[Assignment]: Set down, exactly as written, every line from the top of the records below to the line containing "enough to run", both ends included, and no others.

[Supplied entries]:
//! b53-dummy - Simulated B53 switch for testing
//!
//! This crate provides a switch chip that lives in memory and answers both
//! management transports the real parts offer:
//!
//! - the pseudo PHY protocol on MDIO address 0x1e ([`MdioBus`])
//! - the command/status byte protocol on SPI ([`SpiBus`])
//!
//! Registers are kept per `(page, offset)`. The VLAN table, the forwarding
//! enable bit and the status summaries behave like the hardware closely
//! enough to run the family state machines against it. [`Faults`] injects
//! the failure modes the access engines have to cope with.
//!
//! Delays are accounted, not slept.

use std::collections::HashMap;
use std::io;

use b53_core::bus::{MdioBus, SpiBus};
use b53_core::chip::{ChipFamily, ChipId};
use b53_core::link::{Duplex, Speed};
use b53_core::regs::{arlio, ctrl, mgmt, page, stat, vlan};

// MDIO pseudo PHY
const PSEUDO_PHY: u8 = 0x1e;
const MDIO_PAGE: u8 = 0x10;
const MDIO_ADDR: u8 = 0x11;
const MDIO_DATA0: u8 = 0x18;
const MDIO_OP_WRITE: u16 = 1;
const MDIO_OP_READ: u16 = 2;
const MDIO_OP_MASK: u16 = 3;

// SPI
const SPI_CMD_READ: u8 = 0x60;
const SPI_CMD_WRITE: u8 = 0x61;
const SPI_DATA0: u8 = 0xf0;
const SPI_STATUS: u8 = 0xfe;
const SPI_PAGE: u8 = 0xff;
const SPI_STATUS_RACK: u8 = 1 << 5;

/// Failure injection
#[derive(Debug, Clone, Copy, Default, PartialEq, Eq)]
pub struct Faults {
    /// MDIO operations never clear their op bits
    pub stall_mdio: bool,
    /// SPI reads are never acknowledged
    pub never_ack_spi: bool,
    /// The forwarding enable bit does not latch
    pub forward_stuck: bool,
}

/// Configuration for the simulated switch
#[derive(Debug, Clone)]
pub struct DummyConfig {
    /// Value of the device id register (16 bit)
    pub device_id: u16,
    /// VLAN control 4 reset value (BCM5325 sub-variant)
    pub vc4: u8,
    /// Core revision register
    pub core_revision: u8,
    /// Device id reads that return zero before the real id shows up
    pub zero_id_reads: u32,
    /// Injected failures
    pub faults: Faults,
}

impl Default for DummyConfig {
    fn default() -> Self {
        Self::for_chip(ChipId::Bcm5395)
    }
}

impl DummyConfig {
    /// Simulate `chip`
    pub fn for_chip(chip: ChipId) -> Self {
        Self::with_device_id(chip.device_id(), chip.vc4())
    }

    /// Simulate whatever answers with `device_id`
    pub fn with_device_id(device_id: u16, vc4: u8) -> Self {
        Self {
            device_id,
            vc4,
            core_revision: 0,
            zero_id_reads: 0,
            faults: Faults::default(),
        }
    }

    /// Set the core revision
    pub fn with_core_revision(mut self, rev: u8) -> Self {
        self.core_revision = rev;
        self
    }

    /// Inject failures
    pub fn with_faults(mut self, faults: Faults) -> Self {
        self.faults = faults;
        self
    }

    /// Chip the id registers resolve to, if any
    pub fn chip(&self) -> Option<ChipId> {
        let id8 = self.device_id as u8;
        if ChipId::is_ambiguous_id(id8) {
            Some(ChipId::from_vc4(self.vc4))
        } else {
            ChipId::from_device_id8(id8).or(ChipId::from_device_id16(self.device_id))
        }
    }
}

/// Simulated switch chip
///
/// Implements both [`MdioBus`] and [`SpiBus`]; pick one per test.
pub struct DummySwitch {
    config: DummyConfig,
    chip: Option<ChipId>,
    regs: HashMap<(u8, u8), u64>,
    vlan_table: HashMap<u16, u32>,
    id_reads: u32,

    mdio_page: u8,
    mdio_addr: u16,
    mdio_busy: u16,
    mdio_data: [u16; 4],
    mdio_dirty: u8,

    spi_page: u8,
    spi_data: [u8; 8],
    spi_rack: bool,

    mdio_polls: u32,
    spi_polls: u32,
    elapsed_us: u64,
    writes: Vec<(u8, u8, u64)>,
}

impl DummySwitch {
    /// Create a switch with the given configuration
    pub fn new(config: DummyConfig) -> Self {
        let chip = config.chip();
        let mut regs = HashMap::new();
        regs.insert((page::MGMT, mgmt::DEVICE_ID), u64::from(config.device_id));
        regs.insert((page::VLAN, vlan::CTRL4), u64::from(config.vc4));
        regs.insert((page::STAT, stat::CORE_REV), u64::from(config.core_revision));

        Self {
            config,
            chip,
            regs,
            vlan_table: HashMap::new(),
            id_reads: 0,
            mdio_page: 0,
            mdio_addr: 0,
            mdio_busy: 0,
            mdio_data: [0; 4],
            mdio_dirty: 0,
            spi_page: 0,
            spi_data: [0; 8],
            spi_rack: false,
            mdio_polls: 0,
            spi_polls: 0,
            elapsed_us: 0,
            writes: Vec::new(),
        }
    }

    /// Create a BCM5395
    pub fn new_default() -> Self {
        Self::new(DummyConfig::default())
    }

    /// Get the configuration
    pub fn config(&self) -> &DummyConfig {
        &self.config
    }

    /// Current value of a register
    pub fn register(&self, page: u8, reg: u8) -> u64 {
        self.regs.get(&(page, reg)).copied().unwrap_or(0)
    }

    /// Set a register without side effects
    pub fn set_register(&mut self, page: u8, reg: u8, value: u64) {
        self.regs.insert((page, reg), value);
    }

    /// VLAN table entry as last written by a table command
    pub fn vlan_entry(&self, index: u16) -> Option<u32> {
        self.vlan_table.get(&index).copied()
    }

    /// Set the link, speed and duplex status of `port`
    pub fn set_link(&mut self, port: u8, up: bool, speed: Speed, duplex: Duplex) {
        let bit = 1u64 << port;
        let link = self.register(page::STAT, stat::LINK);
        self.set_register(
            page::STAT,
            stat::LINK,
            if up { link | bit } else { link & !bit },
        );

        let gigabit = self.chip.map(ChipId::family) == Some(ChipFamily::Gigabit);
        let speed_reg = self.register(page::STAT, stat::SPEED);
        let speed_reg = if gigabit {
            let field = match speed {
                Speed::Mbps10 => stat::SPEED_10M,
                Speed::Mbps100 => stat::SPEED_100M,
                Speed::Mbps1000 => stat::SPEED_1000M,
            };
            let shift = 2 * u32::from(port);
            (speed_reg & !(3 << shift)) | u64::from(field) << shift
        } else if speed == Speed::Mbps10 {
            speed_reg & !bit
        } else {
            speed_reg | bit
        };
        self.set_register(page::STAT, stat::SPEED, speed_reg);

        let duplex_reg = if gigabit {
            stat::DUPLEX_GE
        } else {
            stat::DUPLEX_FE
        };
        let value = self.register(page::STAT, duplex_reg);
        let value = match duplex {
            Duplex::Full => value | bit,
            Duplex::Half => value & !bit,
        };
        self.set_register(page::STAT, duplex_reg, value);
    }

    /// Address register polls seen on MDIO
    pub fn mdio_polls(&self) -> u32 {
        self.mdio_polls
    }

    /// Status register polls seen on SPI
    pub fn spi_polls(&self) -> u32 {
        self.spi_polls
    }

    /// Total delay requested by the bus master
    pub fn elapsed_us(&self) -> u64 {
        self.elapsed_us
    }

    /// Register writes in order, as `(page, reg, value)`
    pub fn writes(&self) -> &[(u8, u8, u64)] {
        &self.writes
    }

    /// Forget recorded writes and counters
    pub fn clear_log(&mut self) {
        self.writes.clear();
        self.mdio_polls = 0;
        self.spi_polls = 0;
        self.elapsed_us = 0;
    }

    fn read_reg(&mut self, page: u8, reg: u8) -> u64 {
        if (page, reg) == (page::MGMT, mgmt::DEVICE_ID) && self.id_reads < self.config.zero_id_reads
        {
            self.id_reads += 1;
            return 0;
        }
        let value = self.register(page, reg);
        log::trace!("dummy: read {:02x}:{:02x} = {:#x}", page, reg, value);
        value
    }

    fn write_reg(&mut self, page: u8, reg: u8, mut value: u64) {
        log::trace!("dummy: write {:02x}:{:02x} = {:#x}", page, reg, value);
        self.writes.push((page, reg, value));

        if (page, reg) == (page::CTRL, ctrl::SWITCH_MODE) && self.config.faults.forward_stuck {
            value &= !u64::from(ctrl::SwitchMode::FORWARD_EN.bits());
        }
        self.regs.insert((page, reg), value);

        let Some(chip) = self.chip else {
            return;
        };
        match chip.family() {
            ChipFamily::FastEthernet if (page, reg) == (page::VLAN, vlan::TABLE_ACCESS) => {
                let cmd = vlan::TableAccess::from_bits_truncate(value as u16);
                if cmd.contains(vlan::TableAccess::START) {
                    if cmd.contains(vlan::TableAccess::WRITE) {
                        let entry = self.register(page::VLAN, vlan::WRITE) as u32;
                        self.vlan_table.insert(value as u16 & 0xff, entry);
                    }
                    let done = value & !u64::from(vlan::TableAccess::START.bits());
                    self.regs.insert((page, reg), done);
                }
            }
            ChipFamily::Gigabit => {
                let vt = if chip.uses_9798_vlan_regs() {
                    arlio::VtRegs::BCM9798
                } else {
                    arlio::VtRegs::STANDARD
                };
                let start = u64::from(arlio::VtAccess::START.bits());
                if (page, reg) == (page::ARLIO, vt.access) && value & start != 0 {
                    let index = self.register(page::ARLIO, vt.index) as u16;
                    let entry = self.register(page::ARLIO, vt.entry) as u32;
                    self.vlan_table.insert(index, entry);
                    self.regs.insert((page, reg), value & !start);
                }
            }
            _ => {}
        }
    }
}

impl MdioBus for DummySwitch {
    fn read(&mut self, phy: u8, reg: u8) -> io::Result<u16> {
        if phy != PSEUDO_PHY {
            return Ok(0xffff);
        }
        Ok(match reg {
            MDIO_PAGE => u16::from(self.mdio_page) << 8 | 1,
            MDIO_ADDR => {
                self.mdio_polls += 1;
                self.mdio_addr | self.mdio_busy
            }
            r if (MDIO_DATA0..MDIO_DATA0 + 4).contains(&r) => {
                self.mdio_data[usize::from(r - MDIO_DATA0)]
            }
            _ => 0,
        })
    }

    fn write(&mut self, phy: u8, reg: u8, value: u16) -> io::Result<()> {
        if phy != PSEUDO_PHY {
            return Ok(());
        }
        match reg {
            MDIO_PAGE => {
                self.mdio_page = (value >> 8) as u8;
            }
            MDIO_ADDR => {
                let target = (value >> 8) as u8;
                let op = value & MDIO_OP_MASK;
                self.mdio_addr = value & 0xff00;

                match op {
                    MDIO_OP_READ => {
                        let v = self.read_reg(self.mdio_page, target);
                        for (i, chunk) in self.mdio_data.iter_mut().enumerate() {
                            *chunk = (v >> (16 * i)) as u16;
                        }
                    }
                    MDIO_OP_WRITE => {
                        let v = (0..4)
                            .filter(|i| self.mdio_dirty & (1 << i) != 0)
                            .fold(0u64, |v, i| v | u64::from(self.mdio_data[i]) << (16 * i));
                        self.write_reg(self.mdio_page, target, v);
                    }
                    _ => {
                        return Err(io::Error::new(
                            io::ErrorKind::InvalidInput,
                            format!("unknown MDIO op {}", op),
                        ))
                    }
                }

                self.mdio_dirty = 0;
                self.mdio_busy = if self.config.faults.stall_mdio { op } else { 0 };
            }
            r if (MDIO_DATA0..MDIO_DATA0 + 4).contains(&r) => {
                let i = r - MDIO_DATA0;
                self.mdio_data[usize::from(i)] = value;
                self.mdio_dirty |= 1 << i;
            }
            _ => {}
        }
        Ok(())
    }

    fn delay_us(&mut self, us: u32) {
        self.elapsed_us += u64::from(us);
    }
}

impl SpiBus for DummySwitch {
    fn write(&mut self, data: &[u8]) -> io::Result<()> {
        match data {
            [SPI_CMD_WRITE, SPI_PAGE, page] => {
                self.spi_page = *page;
                Ok(())
            }
            [SPI_CMD_WRITE, reg, value @ ..] if !value.is_empty() && value.len() <= 8 => {
                let mut bytes = [0u8; 8];
                bytes[..value.len()].copy_from_slice(value);
                self.write_reg(self.spi_page, *reg, u64::from_le_bytes(bytes));
                Ok(())
            }
            _ => Err(io::Error::new(
                io::ErrorKind::InvalidInput,
                "malformed SPI write frame",
            )),
        }
    }

    fn write_then_read(&mut self, write: &[u8], read: &mut [u8]) -> io::Result<()> {
        let &[SPI_CMD_READ, reg] = write else {
            return Err(io::Error::new(
                io::ErrorKind::InvalidInput,
                "malformed SPI read frame",
            ));
        };
        read.fill(0);
        let Some(first) = read.first_mut() else {
            return Ok(());
        };

        match reg {
            SPI_STATUS => {
                self.spi_polls += 1;
                if self.spi_rack {
                    *first = SPI_STATUS_RACK;
                }
            }
            r if (SPI_DATA0..SPI_DATA0 + 8).contains(&r) => {
                *first = self.spi_data[usize::from(r - SPI_DATA0)];
            }
            _ => {
                self.spi_data = self.read_reg(self.spi_page, reg).to_le_bytes();
                self.spi_rack = !self.config.faults.never_ack_spi;
            }
        }
        Ok(())
    }

    fn delay_us(&mut self, us: u32) {
        self.elapsed_us += u64::from(us);
    }
}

[Response to the task]:
//! b53-dummy - Simulated B53 switch for testing
//!
//! This crate provides a switch chip that lives in memory and answers both
//! management transports the real parts offer:
//!
//! - the pseudo PHY protocol on MDIO address 0x1e ([`MdioBus`])
//! - the command/status byte protocol on SPI ([`SpiBus`])
//!
//! Registers are kept per `(page, offset)`. The VLAN table, the forwarding
//! enable bit and the status summaries behave like the hardware closely
//! enough to run the family state machines against it. [`Faults`] injects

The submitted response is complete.